TASK DIRECTIONS:
After counting the lines below that contain "super", reply with that number alone.

(Collection entries)

-*-

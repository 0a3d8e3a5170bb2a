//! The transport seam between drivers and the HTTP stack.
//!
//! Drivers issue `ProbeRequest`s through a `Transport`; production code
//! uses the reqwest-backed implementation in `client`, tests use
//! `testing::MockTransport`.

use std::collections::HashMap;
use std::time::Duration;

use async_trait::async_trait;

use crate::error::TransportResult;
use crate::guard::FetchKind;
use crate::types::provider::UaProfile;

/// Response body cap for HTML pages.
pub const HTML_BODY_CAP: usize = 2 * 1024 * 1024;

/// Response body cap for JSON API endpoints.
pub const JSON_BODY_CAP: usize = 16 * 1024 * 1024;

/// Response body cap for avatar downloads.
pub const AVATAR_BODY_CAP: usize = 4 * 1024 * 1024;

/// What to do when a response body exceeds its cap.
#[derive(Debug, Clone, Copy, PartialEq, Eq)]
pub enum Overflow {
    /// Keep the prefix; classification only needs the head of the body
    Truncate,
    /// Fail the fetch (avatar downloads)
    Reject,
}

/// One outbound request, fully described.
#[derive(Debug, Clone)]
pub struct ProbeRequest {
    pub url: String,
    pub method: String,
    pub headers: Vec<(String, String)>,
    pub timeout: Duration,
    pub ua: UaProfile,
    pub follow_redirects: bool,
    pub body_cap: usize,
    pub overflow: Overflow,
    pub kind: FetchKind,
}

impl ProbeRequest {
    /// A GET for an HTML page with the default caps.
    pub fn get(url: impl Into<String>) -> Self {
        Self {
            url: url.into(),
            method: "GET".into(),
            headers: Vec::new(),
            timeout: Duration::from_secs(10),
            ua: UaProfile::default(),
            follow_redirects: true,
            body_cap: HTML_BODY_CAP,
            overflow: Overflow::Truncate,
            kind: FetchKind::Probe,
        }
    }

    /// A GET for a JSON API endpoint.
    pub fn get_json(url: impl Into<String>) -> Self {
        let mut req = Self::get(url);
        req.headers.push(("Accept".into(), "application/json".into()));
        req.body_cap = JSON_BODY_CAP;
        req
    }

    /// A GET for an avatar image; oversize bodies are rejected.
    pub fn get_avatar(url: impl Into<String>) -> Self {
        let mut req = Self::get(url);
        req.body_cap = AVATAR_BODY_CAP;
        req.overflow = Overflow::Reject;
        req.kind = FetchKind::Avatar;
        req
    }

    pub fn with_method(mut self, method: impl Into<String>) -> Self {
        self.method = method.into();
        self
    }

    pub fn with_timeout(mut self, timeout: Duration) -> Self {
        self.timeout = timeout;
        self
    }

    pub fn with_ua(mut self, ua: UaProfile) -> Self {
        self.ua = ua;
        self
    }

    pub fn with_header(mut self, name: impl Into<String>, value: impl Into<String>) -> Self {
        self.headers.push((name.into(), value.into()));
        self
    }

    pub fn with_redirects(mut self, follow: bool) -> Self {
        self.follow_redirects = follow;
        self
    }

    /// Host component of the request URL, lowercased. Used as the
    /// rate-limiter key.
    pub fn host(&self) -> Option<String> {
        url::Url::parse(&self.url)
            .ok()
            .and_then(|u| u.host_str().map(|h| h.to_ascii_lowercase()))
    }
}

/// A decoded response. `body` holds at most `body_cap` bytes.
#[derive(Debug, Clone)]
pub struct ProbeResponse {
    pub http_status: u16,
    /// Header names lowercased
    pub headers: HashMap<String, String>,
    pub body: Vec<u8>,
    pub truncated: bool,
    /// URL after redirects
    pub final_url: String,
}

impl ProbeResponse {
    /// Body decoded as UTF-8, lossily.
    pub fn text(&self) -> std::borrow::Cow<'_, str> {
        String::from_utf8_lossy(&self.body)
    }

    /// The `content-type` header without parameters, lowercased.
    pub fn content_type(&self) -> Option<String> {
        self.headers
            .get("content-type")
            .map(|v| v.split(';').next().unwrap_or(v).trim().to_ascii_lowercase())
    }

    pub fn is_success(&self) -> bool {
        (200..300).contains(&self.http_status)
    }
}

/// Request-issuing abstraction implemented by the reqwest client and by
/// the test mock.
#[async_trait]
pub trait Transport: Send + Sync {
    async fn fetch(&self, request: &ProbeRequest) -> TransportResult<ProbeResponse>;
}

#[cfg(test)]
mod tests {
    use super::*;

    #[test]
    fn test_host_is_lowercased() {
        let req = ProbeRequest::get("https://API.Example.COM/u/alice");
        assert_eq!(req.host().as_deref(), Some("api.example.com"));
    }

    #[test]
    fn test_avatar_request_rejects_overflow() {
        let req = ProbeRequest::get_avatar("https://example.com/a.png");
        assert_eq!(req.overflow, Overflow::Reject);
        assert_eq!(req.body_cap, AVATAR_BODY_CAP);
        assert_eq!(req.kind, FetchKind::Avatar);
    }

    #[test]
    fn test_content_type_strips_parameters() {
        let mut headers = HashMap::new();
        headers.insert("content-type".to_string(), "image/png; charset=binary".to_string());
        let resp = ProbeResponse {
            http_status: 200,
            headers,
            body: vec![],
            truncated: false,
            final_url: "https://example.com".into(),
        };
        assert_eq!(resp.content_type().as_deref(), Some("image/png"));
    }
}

-*-

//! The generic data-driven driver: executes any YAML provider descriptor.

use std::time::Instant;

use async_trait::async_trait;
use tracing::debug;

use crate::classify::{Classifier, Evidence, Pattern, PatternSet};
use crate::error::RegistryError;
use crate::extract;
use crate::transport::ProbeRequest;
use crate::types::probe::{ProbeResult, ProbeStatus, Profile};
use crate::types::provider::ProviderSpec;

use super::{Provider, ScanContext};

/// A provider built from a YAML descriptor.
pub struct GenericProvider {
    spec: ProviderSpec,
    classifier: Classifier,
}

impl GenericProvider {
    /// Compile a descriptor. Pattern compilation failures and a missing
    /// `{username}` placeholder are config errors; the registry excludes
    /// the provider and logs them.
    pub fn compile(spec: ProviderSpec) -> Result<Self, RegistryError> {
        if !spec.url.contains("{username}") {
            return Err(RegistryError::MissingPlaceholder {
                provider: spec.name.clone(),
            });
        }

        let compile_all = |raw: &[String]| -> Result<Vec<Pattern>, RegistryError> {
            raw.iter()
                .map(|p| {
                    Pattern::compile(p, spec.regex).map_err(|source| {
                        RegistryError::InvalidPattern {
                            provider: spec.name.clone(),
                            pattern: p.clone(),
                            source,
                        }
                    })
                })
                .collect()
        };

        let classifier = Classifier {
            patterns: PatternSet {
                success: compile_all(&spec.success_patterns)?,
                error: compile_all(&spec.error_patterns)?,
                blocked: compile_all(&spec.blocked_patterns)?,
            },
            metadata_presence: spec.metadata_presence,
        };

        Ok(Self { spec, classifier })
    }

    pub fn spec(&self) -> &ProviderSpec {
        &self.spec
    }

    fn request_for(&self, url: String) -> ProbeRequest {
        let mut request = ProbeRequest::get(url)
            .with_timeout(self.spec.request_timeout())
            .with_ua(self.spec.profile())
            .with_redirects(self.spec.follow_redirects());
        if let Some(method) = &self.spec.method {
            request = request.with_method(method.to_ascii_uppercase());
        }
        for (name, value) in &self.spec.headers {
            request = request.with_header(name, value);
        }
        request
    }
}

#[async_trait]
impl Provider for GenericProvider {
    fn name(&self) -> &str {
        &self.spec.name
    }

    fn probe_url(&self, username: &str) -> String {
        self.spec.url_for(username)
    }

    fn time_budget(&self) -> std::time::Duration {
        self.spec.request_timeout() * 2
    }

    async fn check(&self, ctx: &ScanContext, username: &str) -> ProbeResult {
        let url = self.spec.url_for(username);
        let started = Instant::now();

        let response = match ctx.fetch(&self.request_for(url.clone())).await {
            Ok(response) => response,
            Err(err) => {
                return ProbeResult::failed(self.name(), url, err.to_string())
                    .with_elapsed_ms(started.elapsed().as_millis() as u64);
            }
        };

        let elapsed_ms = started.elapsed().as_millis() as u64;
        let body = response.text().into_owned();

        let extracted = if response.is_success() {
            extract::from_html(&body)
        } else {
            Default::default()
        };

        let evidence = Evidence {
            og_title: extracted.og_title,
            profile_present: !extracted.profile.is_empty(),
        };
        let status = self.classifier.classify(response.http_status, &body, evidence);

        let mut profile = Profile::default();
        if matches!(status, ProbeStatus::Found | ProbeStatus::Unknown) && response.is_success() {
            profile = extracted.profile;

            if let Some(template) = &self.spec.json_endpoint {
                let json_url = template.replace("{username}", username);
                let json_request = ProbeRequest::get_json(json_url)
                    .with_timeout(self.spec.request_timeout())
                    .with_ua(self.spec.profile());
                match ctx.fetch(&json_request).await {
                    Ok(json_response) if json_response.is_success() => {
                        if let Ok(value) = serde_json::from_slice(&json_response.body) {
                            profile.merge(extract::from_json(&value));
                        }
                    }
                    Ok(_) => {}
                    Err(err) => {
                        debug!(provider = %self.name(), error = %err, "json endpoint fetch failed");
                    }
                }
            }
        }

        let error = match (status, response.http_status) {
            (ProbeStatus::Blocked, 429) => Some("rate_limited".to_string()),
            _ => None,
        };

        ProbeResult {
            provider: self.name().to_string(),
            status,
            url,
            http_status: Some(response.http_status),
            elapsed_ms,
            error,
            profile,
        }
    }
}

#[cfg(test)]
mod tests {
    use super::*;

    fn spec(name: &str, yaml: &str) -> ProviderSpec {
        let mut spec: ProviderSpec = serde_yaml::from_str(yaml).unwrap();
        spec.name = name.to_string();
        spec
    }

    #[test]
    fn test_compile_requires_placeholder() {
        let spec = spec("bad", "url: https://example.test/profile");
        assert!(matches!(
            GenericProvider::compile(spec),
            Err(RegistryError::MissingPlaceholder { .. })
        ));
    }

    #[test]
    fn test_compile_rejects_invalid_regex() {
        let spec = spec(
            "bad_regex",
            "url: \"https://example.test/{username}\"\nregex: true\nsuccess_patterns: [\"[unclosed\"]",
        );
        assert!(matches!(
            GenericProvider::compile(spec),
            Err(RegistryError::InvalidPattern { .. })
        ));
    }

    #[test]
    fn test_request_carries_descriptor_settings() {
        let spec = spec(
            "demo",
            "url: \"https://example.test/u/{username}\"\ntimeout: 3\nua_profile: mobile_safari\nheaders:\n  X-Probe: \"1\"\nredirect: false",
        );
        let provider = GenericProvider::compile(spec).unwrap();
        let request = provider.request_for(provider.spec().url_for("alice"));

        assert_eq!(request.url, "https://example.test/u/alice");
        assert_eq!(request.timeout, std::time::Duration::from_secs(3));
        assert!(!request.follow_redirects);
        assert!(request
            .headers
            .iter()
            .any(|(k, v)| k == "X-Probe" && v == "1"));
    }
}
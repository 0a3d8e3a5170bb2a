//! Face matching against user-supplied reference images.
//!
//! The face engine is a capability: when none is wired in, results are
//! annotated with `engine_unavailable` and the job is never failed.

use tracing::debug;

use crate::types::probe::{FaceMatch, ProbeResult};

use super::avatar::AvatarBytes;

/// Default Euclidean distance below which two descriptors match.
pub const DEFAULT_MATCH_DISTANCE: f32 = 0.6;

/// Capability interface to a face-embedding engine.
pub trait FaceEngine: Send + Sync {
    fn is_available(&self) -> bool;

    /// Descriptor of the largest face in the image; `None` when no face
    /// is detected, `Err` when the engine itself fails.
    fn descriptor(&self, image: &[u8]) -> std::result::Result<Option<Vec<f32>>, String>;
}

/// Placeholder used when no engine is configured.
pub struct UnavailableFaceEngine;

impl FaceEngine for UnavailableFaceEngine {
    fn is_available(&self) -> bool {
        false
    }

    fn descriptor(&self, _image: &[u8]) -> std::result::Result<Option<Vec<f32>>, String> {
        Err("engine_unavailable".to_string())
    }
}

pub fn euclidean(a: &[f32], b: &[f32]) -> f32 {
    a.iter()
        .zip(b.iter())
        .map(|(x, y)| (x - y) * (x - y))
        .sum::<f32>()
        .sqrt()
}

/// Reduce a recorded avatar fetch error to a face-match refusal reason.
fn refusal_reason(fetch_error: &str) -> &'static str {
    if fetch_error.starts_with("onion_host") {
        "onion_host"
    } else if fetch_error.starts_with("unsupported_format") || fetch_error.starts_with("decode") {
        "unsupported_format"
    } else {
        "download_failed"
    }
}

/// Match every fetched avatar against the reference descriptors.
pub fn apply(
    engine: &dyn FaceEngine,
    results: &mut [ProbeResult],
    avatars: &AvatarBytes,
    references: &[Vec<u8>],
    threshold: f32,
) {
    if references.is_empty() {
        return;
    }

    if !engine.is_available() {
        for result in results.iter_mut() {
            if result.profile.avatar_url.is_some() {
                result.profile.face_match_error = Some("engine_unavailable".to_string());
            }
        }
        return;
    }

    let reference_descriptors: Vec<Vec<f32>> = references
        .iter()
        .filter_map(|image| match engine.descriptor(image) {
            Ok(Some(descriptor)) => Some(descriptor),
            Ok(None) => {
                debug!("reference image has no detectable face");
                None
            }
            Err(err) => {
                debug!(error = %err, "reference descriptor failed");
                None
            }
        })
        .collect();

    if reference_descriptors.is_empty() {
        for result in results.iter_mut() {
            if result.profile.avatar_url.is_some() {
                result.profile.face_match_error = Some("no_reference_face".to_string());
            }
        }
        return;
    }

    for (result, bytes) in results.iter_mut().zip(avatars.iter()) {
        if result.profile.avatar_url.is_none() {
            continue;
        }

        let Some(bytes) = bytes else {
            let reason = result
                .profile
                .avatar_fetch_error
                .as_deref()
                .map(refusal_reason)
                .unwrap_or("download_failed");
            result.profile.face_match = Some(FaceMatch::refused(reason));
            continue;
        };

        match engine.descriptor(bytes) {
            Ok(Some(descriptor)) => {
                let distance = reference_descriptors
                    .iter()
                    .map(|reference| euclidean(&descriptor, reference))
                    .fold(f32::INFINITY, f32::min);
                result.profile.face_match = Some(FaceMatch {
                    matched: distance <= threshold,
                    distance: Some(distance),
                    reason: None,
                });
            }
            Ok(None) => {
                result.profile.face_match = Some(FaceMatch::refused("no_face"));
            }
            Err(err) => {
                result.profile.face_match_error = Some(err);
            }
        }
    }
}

-*-

WRITTEN SOLUTION:
4